Monthly BSTA meetings and a Public Consultation event

The next two BSTA meetings are this Wednesday 5th January 7pm on Zoom https://zoom.us/j/93473523040, and Thursday 10th February 7pm at the Tambourine Café at 38 Bingley Road, Shipley BD18 4RU. At these meetings we will plan our next steps, all are welcome.

Saturday 5th March 2022: a Public Consultation on the West Yorkshire Combined Authority’s road development plans for Bradford and Shipley, hosted jointly by BSTA and Shipley Town Council.  Kirkgate Centre, Shipley – a unique opportunity for Bradford and Shipley residents to listen to and question key stakeholders in the current plans and have an impact on how this important development turns out.

Major local conference on health, climate and transport

Shipley Town Council and BSTA are to organise a conference on health, climate and transport. Scheduled for Spring next year, we will invite Council and Transport planners, residents and community activists.

Shipley Town Council held the first of their Community Assemblies on climate on 13th November. Over 60 people filled the Kirkgate Centre with discussion about the strengths of Shipley and how it could be even better. Reduced traffic pollution was noticeably on most people’s list for improvement.

Two good examples of traffic planning

Birmingham City Council has announced plans for an ambitious supersized Low Traffic Neighbourhood (LTN), spanning the entire area within the inner ring road. The plan would see the city centre split into zones, with roads closed off to traffic, preventing and discouraging short car journeys within it. The traffic restrictions will be combined with significant investment in public transport, pedestrianisation and protected cycleways. A workplace parking levy will be introduced to reduce commuting by car and to help fund the improvements.

The Welsh Government established an independent panel in the summer to review its roads programme. The panel chair was asked to fast track scrutiny of the Llanbedr Access Road and Bypass. She has now reported her findings and recommended that the road be scrapped which the Welsh Government has accepted. A package of alternative measures will now be developed to encourage modal shift, reduce CO2 emissions and reduce the negative impact of traffic on Llanbedr and other villages along the A496. We hope Grant Shapps and the DfT and WYCA are watching and learning.

Source: Transport Action Network

Bradford Council investing in fossil fuels

Last Tuesday, Bradford Council decided not to call on the West Yorkshire Pension Fund, which it administers, to withdraw at the earliest opportunity from its 500m investments in fossil fuel companies. It decided not to follow Calderdale, Kirklees and Wakefield Councils in seeking an early divestment. Bradford Council leader Susan Hinchcliffe declared that councillors should not think they can take financial decisions on the Fund’s behalf, though only a review of how to divest had been called for. Instead the Council decided to urge the fund to “wind down” holdings in fossil fuels and make a commitment “to significant progress towards net-zero by 2030.” That is not even calling for divestment.

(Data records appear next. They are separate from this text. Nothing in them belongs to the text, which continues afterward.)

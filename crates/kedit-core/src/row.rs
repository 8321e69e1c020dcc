//! A single document row and its derived render form.
//!
//! A [`Row`] stores the raw bytes of one line (`chars`, no trailing
//! newline) and two derived arrays kept in lock-step with it:
//!
//! - `render`: `chars` with every tab expanded to spaces up to the next
//!   multiple of [`TAB_STOP`]. Screen placement works in render columns.
//! - `highlight`: one [`Highlight`] per render byte.
//!
//! Every mutation regenerates `render` and resets `highlight` to the same
//! length, so the two can never be read out of step with `chars`. The
//! classification itself needs the neighbouring rows (block comments span
//! lines), so it is filled in by the owning
//! [`Document`](crate::document::Document) right after each mutation.

use crate::highlight::Highlight;

/// Render columns per tab stop.
pub const TAB_STOP: usize = 8;

/// One line of the document.
#[derive(Debug, Clone, Default, PartialEq, Eq)]
pub struct Row {
    pub(crate) index: usize,
    chars: Vec<u8>,
    render: Vec<u8>,
    pub(crate) highlight: Vec<Highlight>,
    pub(crate) open_comment: bool,
}

impl Row {
    /// Build a row at position `index` from raw bytes.
    ///
    /// The highlight array starts out all-normal; the document classifies
    /// it once the row is in place.
    #[must_use]
    pub fn new(index: usize, chars: &[u8]) -> Self {
        let mut row = Self {
            index,
            chars: chars.to_vec(),
            ..Self::default()
        };
        row.update_render();
        row
    }

    // -- Accessors ----------------------------------------------------------

    /// Position of this row in its document.
    #[inline]
    #[must_use]
    pub const fn index(&self) -> usize {
        self.index
    }

    /// Raw content bytes.
    #[inline]
    #[must_use]
    pub fn chars(&self) -> &[u8] {
        &self.chars
    }

    /// Tab-expanded content.
    #[inline]
    #[must_use]
    pub fn render(&self) -> &[u8] {
        &self.render
    }

    /// Classification of each render byte.
    #[inline]
    #[must_use]
    pub fn highlight(&self) -> &[Highlight] {
        &self.highlight
    }

    /// Whether a block comment is still open at the end of this row.
    #[inline]
    #[must_use]
    pub const fn open_comment(&self) -> bool {
        self.open_comment
    }

    /// Number of raw bytes.
    #[inline]
    #[must_use]
    pub fn len(&self) -> usize {
        self.chars.len()
    }

    /// True when the row has no content.
    #[inline]
    #[must_use]
    pub fn is_empty(&self) -> bool {
        self.chars.is_empty()
    }

    // -- Coordinate mapping -------------------------------------------------

    /// Render column of char index `cx`.
    ///
    /// `cx` past the end is treated as the end of the row.
    #[must_use]
    pub fn cx_to_rx(&self, cx: usize) -> usize {
        self.chars
            .iter()
            .take(cx)
            .fold(0, |rx, &c| if c == b'\t' { next_tab_stop(rx) } else { rx + 1 })
    }

    /// Char index whose render span covers column `rx`.
    ///
    /// A column in the middle of a tab maps to that tab. Columns past the
    /// end map to `len()`.
    #[must_use]
    pub fn rx_to_cx(&self, rx: usize) -> usize {
        let mut cur = 0;
        for (cx, &c) in self.chars.iter().enumerate() {
            cur = if c == b'\t' { next_tab_stop(cur) } else { cur + 1 };
            if cur > rx {
                return cx;
            }
        }
        self.chars.len()
    }

    // -- Mutation (document-internal) ---------------------------------------

    /// Insert `byte` at `at`, clamped to the end of the row.
    pub(crate) fn insert_byte(&mut self, at: usize, byte: u8) {
        let at = at.min(self.chars.len());
        self.chars.insert(at, byte);
        self.update_render();
    }

    /// Remove the byte at `at`. Returns `false` if `at` is out of range.
    pub(crate) fn delete_byte(&mut self, at: usize) -> bool {
        if at >= self.chars.len() {
            return false;
        }
        self.chars.remove(at);
        self.update_render();
        true
    }

    /// Append bytes to the end of the row.
    pub(crate) fn append(&mut self, bytes: &[u8]) {
        self.chars.extend_from_slice(bytes);
        self.update_render();
    }

    /// Cut the row at `at`, returning everything from `at` on.
    pub(crate) fn split_off(&mut self, at: usize) -> Vec<u8> {
        let at = at.min(self.chars.len());
        let tail = self.chars.split_off(at);
        self.update_render();
        tail
    }

    /// Regenerate `render` from `chars` and reset `highlight` to match.
    fn update_render(&mut self) {
        let tabs = self.chars.iter().filter(|&&c| c == b'\t').count();
        let mut render = Vec::with_capacity(self.chars.len() + tabs * (TAB_STOP - 1));

        for &c in &self.chars {
            if c == b'\t' {
                render.push(b' ');
                while render.len() % TAB_STOP != 0 {
                    render.push(b' ');
                }
            } else {
                render.push(c);
            }
        }

        self.highlight.clear();
        self.highlight.resize(render.len(), Highlight::Normal);
        self.render = render;
    }
}

/// The column a tab at `rx` advances to.
#[inline]
const fn next_tab_stop(rx: usize) -> usize {
    rx + (TAB_STOP - 1) - (rx % TAB_STOP) + 1
}

// ---------------------------------------------------------------------------
// Tests
// ---------------------------------------------------------------------------
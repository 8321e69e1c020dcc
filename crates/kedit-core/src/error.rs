//! Error type for the editing engine.

use std::io;
use std::path::PathBuf;

use thiserror::Error;

/// Failures surfaced by document I/O and the input stream.
///
/// `Open` is fatal for the binary. `Save` is caught by the editor and shown
/// in the message bar.
#[derive(Debug, Error)]
pub enum EditorError {
    #[error("cannot open {}: {source}", .path.display())]
    Open {
        path: PathBuf,
        #[source]
        source: io::Error,
    },

    #[error("{source}")]
    Save {
        path: PathBuf,
        #[source]
        source: io::Error,
    },

    #[error("document has no file name")]
    Unnamed,

    #[error(transparent)]
    Io(#[from] io::Error),
}

pub type EditorResult<T> = Result<T, EditorError>;

#[cfg(test)]
mod tests {
    use super::*;

    #[test]
    fn open_names_the_path() {
        let err = EditorError::Open {
            path: PathBuf::from("/no/such/file.c"),
            source: io::Error::new(io::ErrorKind::NotFound, "not found"),
        };
        assert_eq!(err.to_string(), "cannot open /no/such/file.c: not found");
    }

    #[test]
    fn save_displays_only_the_cause() {
        let err = EditorError::Save {
            path: PathBuf::from("x"),
            source: io::Error::new(io::ErrorKind::PermissionDenied, "denied"),
        };
        assert_eq!(err.to_string(), "denied");
    }

    #[test]
    fn io_converts() {
        let err: EditorError = io::Error::other("boom").into();
        assert!(matches!(err, EditorError::Io(_)));
    }
}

The report by the Telegraph and Argus focuses on Extinction Rebellion’s support for divestment from fossil fuels, but they would probably be the first to highlight the work by Fossil Free West Yorkshire and the lobbying of councillors at City Hall last week of Friends of the Earth, Global Justice, Unite the Union, BSTA,  and others.

Air quality and COVID

Bradford’s air quality improved markedly during the lockdown but is back up to illegal values again (40mg/m3 of NO2). The Centre for Cities report uses DEFRA figures, showing this pattern of badly bouncing back for most cities in Britain. Bradford has the worst nitrogen dioxide (NO2) levels of the 49 cities studied, both before and after COVID.

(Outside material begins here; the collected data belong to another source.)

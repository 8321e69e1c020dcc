// SPDX-License-Identifier: MIT
//
// ANSI escape sequence generation.
//
// Pure functions that write escape sequences to any `impl Write`. No state,
// no decisions about when to emit: the frame compositor decides that. This
// module only knows the byte-level encoding of every terminal command the
// editor uses.
//
// All cursor positions are 0-indexed in our API and converted to 1-indexed
// for the terminal (ANSI standard uses 1-based coordinates).
use std::io::{self, Write};

// ─── Cursor ──────────────────────────────────────────────────────────────────

/// Move the cursor to `(x, y)` using the CUP (Cursor Position) sequence.
///
/// Our coordinates are 0-indexed; ANSI CUP is 1-indexed.
#[inline]
pub fn cursor_to(w: &mut impl Write, x: usize, y: usize) -> io::Result<()> {
    write!(w, "\x1b[{};{}H", y + 1, x + 1)
}

/// Move the cursor to the top-left corner.
#[inline]
pub fn cursor_home(w: &mut impl Write) -> io::Result<()> {
    w.write_all(b"\x1b[H")
}

/// Hide the cursor (DECTCEM reset).
#[inline]
pub fn cursor_hide(w: &mut impl Write) -> io::Result<()> {
    w.write_all(b"\x1b[?25l")
}

/// Show the cursor (DECTCEM set).
#[inline]
pub fn cursor_show(w: &mut impl Write) -> io::Result<()> {
    w.write_all(b"\x1b[?25h")
}

/// Push the cursor as far right and down as the terminal allows.
///
/// CUF/CUD stop at the screen edge, so 999 of each lands on the
/// bottom-right cell. Paired with [`query_cursor_position`] this measures
/// the window when `TIOCGWINSZ` is unavailable.
#[inline]
pub fn cursor_far_corner(w: &mut impl Write) -> io::Result<()> {
    w.write_all(b"\x1b[999C\x1b[999B")
}

/// Ask the terminal to report the cursor position (DSR 6).
///
/// The reply arrives on stdin as `ESC [ rows ; cols R`.
#[inline]
pub fn query_cursor_position(w: &mut impl Write) -> io::Result<()> {
    w.write_all(b"\x1b[6n")
}

// ─── Screen ──────────────────────────────────────────────────────────────────

/// Clear the entire screen (ED 2).
#[inline]
pub fn clear_screen(w: &mut impl Write) -> io::Result<()> {
    w.write_all(b"\x1b[2J")
}

/// Clear from the cursor to the end of the line (EL 0).
#[inline]
pub fn clear_line(w: &mut impl Write) -> io::Result<()> {
    w.write_all(b"\x1b[K")
}

// ─── Attributes ──────────────────────────────────────────────────────────────

/// Turn off every SGR attribute (`ESC [ m`).
///
/// Used after inverse-video runs. Clears colors too, so callers that were
/// inside a colored run must re-emit it.
#[inline]
pub fn attrs_off(w: &mut impl Write) -> io::Result<()> {
    w.write_all(b"\x1b[m")
}

/// Reset all SGR attributes to terminal defaults (SGR 0).
#[inline]
pub fn reset(w: &mut impl Write) -> io::Result<()> {
    w.write_all(b"\x1b[0m")
}

/// Inverse video on (SGR 7).
#[inline]
pub fn inverse(w: &mut impl Write) -> io::Result<()> {
    w.write_all(b"\x1b[7m")
}

// ─── Foreground Color ────────────────────────────────────────────────────────

/// Set the foreground color by raw SGR code (30–37, 90–97).
#[inline]
pub fn fg(w: &mut impl Write, code: u8) -> io::Result<()> {
    write!(w, "\x1b[{code}m")
}

/// Restore the terminal's default foreground color (SGR 39).
#[inline]
pub fn fg_default(w: &mut impl Write) -> io::Result<()> {
    w.write_all(b"\x1b[39m")
}

// ─── Tests ───────────────────────────────────────────────────────────────────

NO2 is a major polluter from petrol-driven traffic, and gaining legal levels is the aim of the Clean Air Zone starting next year. The health professionals of Born in Bradford point out that legal levels are not safe, and that particulate matter from brakes stays in lungs and blood is another killer pollutant of traffic, whether petrol or electric-driven. BSTA would like to see the Clean Air Zone insistence on ‘clean’ engines extended to all traffic, with support for those can’t afford the upgrades.

In another recent report air pollution is shown to be associated with higher risk of catching COVID. Air quality really must be improved way better than simply the illegal limits.